| TASK PROMPT |
Every entry must be given again exactly as it is written.

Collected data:

BEGIN

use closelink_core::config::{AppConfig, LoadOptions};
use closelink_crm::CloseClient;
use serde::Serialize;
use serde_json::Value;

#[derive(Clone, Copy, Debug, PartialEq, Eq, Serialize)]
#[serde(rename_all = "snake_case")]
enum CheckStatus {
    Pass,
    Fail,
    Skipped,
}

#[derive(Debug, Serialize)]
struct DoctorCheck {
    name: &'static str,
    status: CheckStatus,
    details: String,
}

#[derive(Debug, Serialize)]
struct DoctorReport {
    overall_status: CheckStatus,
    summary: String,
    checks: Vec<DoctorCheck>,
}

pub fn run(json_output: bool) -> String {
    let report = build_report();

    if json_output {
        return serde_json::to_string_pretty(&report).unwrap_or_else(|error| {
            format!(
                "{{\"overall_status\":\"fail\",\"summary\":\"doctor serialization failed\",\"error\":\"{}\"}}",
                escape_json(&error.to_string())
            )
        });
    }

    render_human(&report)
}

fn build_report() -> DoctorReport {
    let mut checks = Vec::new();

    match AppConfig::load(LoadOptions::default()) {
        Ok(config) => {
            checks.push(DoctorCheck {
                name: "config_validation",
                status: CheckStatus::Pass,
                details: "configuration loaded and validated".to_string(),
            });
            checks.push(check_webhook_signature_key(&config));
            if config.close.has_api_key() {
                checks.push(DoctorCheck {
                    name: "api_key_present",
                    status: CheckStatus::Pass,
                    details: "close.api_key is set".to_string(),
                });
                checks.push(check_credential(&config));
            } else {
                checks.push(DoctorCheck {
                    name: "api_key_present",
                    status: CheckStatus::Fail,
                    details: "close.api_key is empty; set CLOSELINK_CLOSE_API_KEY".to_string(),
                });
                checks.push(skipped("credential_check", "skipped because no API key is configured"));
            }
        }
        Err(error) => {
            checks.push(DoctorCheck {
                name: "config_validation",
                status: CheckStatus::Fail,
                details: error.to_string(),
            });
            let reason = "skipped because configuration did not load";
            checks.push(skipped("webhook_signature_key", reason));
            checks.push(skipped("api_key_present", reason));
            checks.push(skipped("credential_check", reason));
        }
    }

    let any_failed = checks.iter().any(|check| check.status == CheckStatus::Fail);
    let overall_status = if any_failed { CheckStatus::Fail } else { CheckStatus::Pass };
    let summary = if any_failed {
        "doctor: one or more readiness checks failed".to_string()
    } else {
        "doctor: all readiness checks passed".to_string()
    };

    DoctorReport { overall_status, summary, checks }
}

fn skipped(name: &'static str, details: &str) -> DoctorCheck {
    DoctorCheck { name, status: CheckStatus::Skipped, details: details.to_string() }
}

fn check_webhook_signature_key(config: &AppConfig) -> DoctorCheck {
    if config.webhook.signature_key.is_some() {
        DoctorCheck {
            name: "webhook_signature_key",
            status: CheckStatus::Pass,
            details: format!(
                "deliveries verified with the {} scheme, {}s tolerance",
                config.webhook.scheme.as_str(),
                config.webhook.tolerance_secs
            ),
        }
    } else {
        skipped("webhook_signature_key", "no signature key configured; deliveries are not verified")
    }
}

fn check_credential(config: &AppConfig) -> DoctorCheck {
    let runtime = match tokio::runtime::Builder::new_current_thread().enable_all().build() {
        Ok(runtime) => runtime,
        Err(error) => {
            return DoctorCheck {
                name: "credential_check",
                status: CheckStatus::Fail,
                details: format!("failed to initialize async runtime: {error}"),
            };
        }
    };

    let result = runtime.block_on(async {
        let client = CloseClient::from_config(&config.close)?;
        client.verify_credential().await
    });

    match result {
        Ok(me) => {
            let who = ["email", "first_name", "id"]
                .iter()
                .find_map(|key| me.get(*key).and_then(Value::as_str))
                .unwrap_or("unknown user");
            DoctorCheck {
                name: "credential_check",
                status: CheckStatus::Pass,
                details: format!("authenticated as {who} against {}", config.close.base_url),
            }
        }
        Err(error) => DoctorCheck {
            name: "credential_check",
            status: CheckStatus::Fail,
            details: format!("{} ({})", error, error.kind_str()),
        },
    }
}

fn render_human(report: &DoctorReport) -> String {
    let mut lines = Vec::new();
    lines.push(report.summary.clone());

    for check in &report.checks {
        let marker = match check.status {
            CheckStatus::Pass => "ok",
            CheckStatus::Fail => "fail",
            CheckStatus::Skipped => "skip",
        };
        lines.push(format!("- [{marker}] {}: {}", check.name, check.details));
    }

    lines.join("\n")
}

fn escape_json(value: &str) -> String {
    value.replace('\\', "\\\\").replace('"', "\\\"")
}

END

| FINAL ANSWER |
use closelink_core::config::{AppConfig, LoadOptions};
use closelink_crm::CloseClient;
use serde::Serialize;
use serde_json::Value;

#[derive(Clone, Copy, Debug, PartialEq, Eq, Serialize)]
#[serde(rename_all = "snake_case")]
enum CheckStatus {
    Pass,
    Fail,
    Skipped,
}

#[derive(Debug, Serialize)]
struct DoctorCheck {
    name: &'static str,
    status: CheckStatus,
    details: String,
}

#[derive(Debug, Serialize)]
struct DoctorReport {
    overall_status: CheckStatus,
    summary: String,
    checks: Vec<DoctorCheck>,
}

pub fn run(json_output: bool) -> String {
    let report = build_report();

    if json_output {
        return serde_json::to_string_pretty(&report).unwrap_or_else(|error| {
            format!(
                "{{\"overall_status\":\"fail\",\"summary\":\"doctor serialization failed\",\"error\":\"{}\"}}",
                escape_json(&error.to_string())
            )
        });
    }

    render_human(&report)
}

fn build_report() -> DoctorReport {
    let mut checks = Vec::new();

    match AppConfig::load(LoadOptions::default()) {
        Ok(config) => {
            checks.push(DoctorCheck {
                name: "config_validation",
                status: CheckStatus::Pass,
                details: "configuration loaded and validated".to_string(),
            });
            checks.push(check_webhook_signature_key(&config));
            if config.close.has_api_key() {
                checks.push(DoctorCheck {
                    name: "api_key_present",
                    status: CheckStatus::Pass,
                    details: "close.api_key is set".to_string(),
                });
                checks.push(check_credential(&config));
            } else {
                checks.push(DoctorCheck {
                    name: "api_key_present",
                    status: CheckStatus::Fail,
                    details: "close.api_key is empty; set CLOSELINK_CLOSE_API_KEY".to_string(),
                });
                checks.push(skipped("credential_check", "skipped because no API key is configured"));
            }
        }
        Err(error) => {
            checks.push(DoctorCheck {
                name: "config_validation",
                status: CheckStatus::Fail,
                details: error.to_string(),
            });
            let reason = "skipped because configuration did not load";
            checks.push(skipped("webhook_signature_key", reason));
            checks.push(skipped("api_key_present", reason));
            checks.push(skipped("credential_check", reason));
        }
    }

    let any_failed = checks.iter().any(|check| check.status == CheckStatus::Fail);
    let overall_status = if any_failed { CheckStatus::Fail } else { CheckStatus::Pass };
    let summary = if any_failed {
        "doctor: one or more readiness checks failed".to_string()
    } else {
        "doctor: all readiness checks passed".to_string()
    };

    DoctorReport { overall_status, summary, checks }
}

fn skipped(name: &'static str, details: &str) -> DoctorCheck {
    DoctorCheck { name, status: CheckStatus::Skipped, details: details.to_string() }
}

fn check_webhook_signature_key(config: &AppConfig) -> DoctorCheck {
    if config.webhook.signature_key.is_some() {
        DoctorCheck {
            name: "webhook_signature_key",
            status: CheckStatus::Pass,
            details: format!(
                "deliveries verified with the {} scheme, {}s tolerance",
                config.webhook.scheme.as_str(),
                config.webhook.tolerance_secs
            ),
        }
    } else {
        skipped("webhook_signature_key", "no signature key configured; deliveries are not verified")
    }
}

fn check_credential(config: &AppConfig) -> DoctorCheck {
    let runtime = match tokio::runtime::Builder::new_current_thread().enable_all().build() {
        Ok(runtime) => runtime,
        Err(error) => {
            return DoctorCheck {
                name: "credential_check",
                status: CheckStatus::Fail,
                details: format!("failed to initialize async runtime: {error}"),
            };
        }
    };

    let result = runtime.block_on(async {
        let client = CloseClient::from_config(&config.close)?;
        client.verify_credential().await
    });

    match result {
        Ok(me) => {
            let who = ["email", "first_name", "id"]
                .iter()
                .find_map(|key| me.get(*key).and_then(Value::as_str))
                .unwrap_or("unknown user");
            DoctorCheck {
                name: "credential_check",
                status: CheckStatus::Pass,
                details: format!("authenticated as {who} against {}", config.close.base_url),
            }
        }
        Err(error) => DoctorCheck {
            name: "credential_check",
            status: CheckStatus::Fail,
            details: format!("{} ({})", error, error.kind_str()),
        },
    }
}

fn render_human(report: &DoctorReport) -> String {
    let mut lines = Vec::new();
    lines.push(report.summary.clone());

    for check in &report.checks {
        let marker = match check.status {
            CheckStatus::Pass => "ok",
            CheckStatus::Fail => "fail",
            CheckStatus::Skipped => "skip",
        };
        lines.push(format!("- [{marker}] {}: {}", check.name, check.details));
    }

    lines.join("\n")
}

fn escape_json(value: &str) -> String {
    value.replace('\\', "\\\\").replace('"', "\\\"")
}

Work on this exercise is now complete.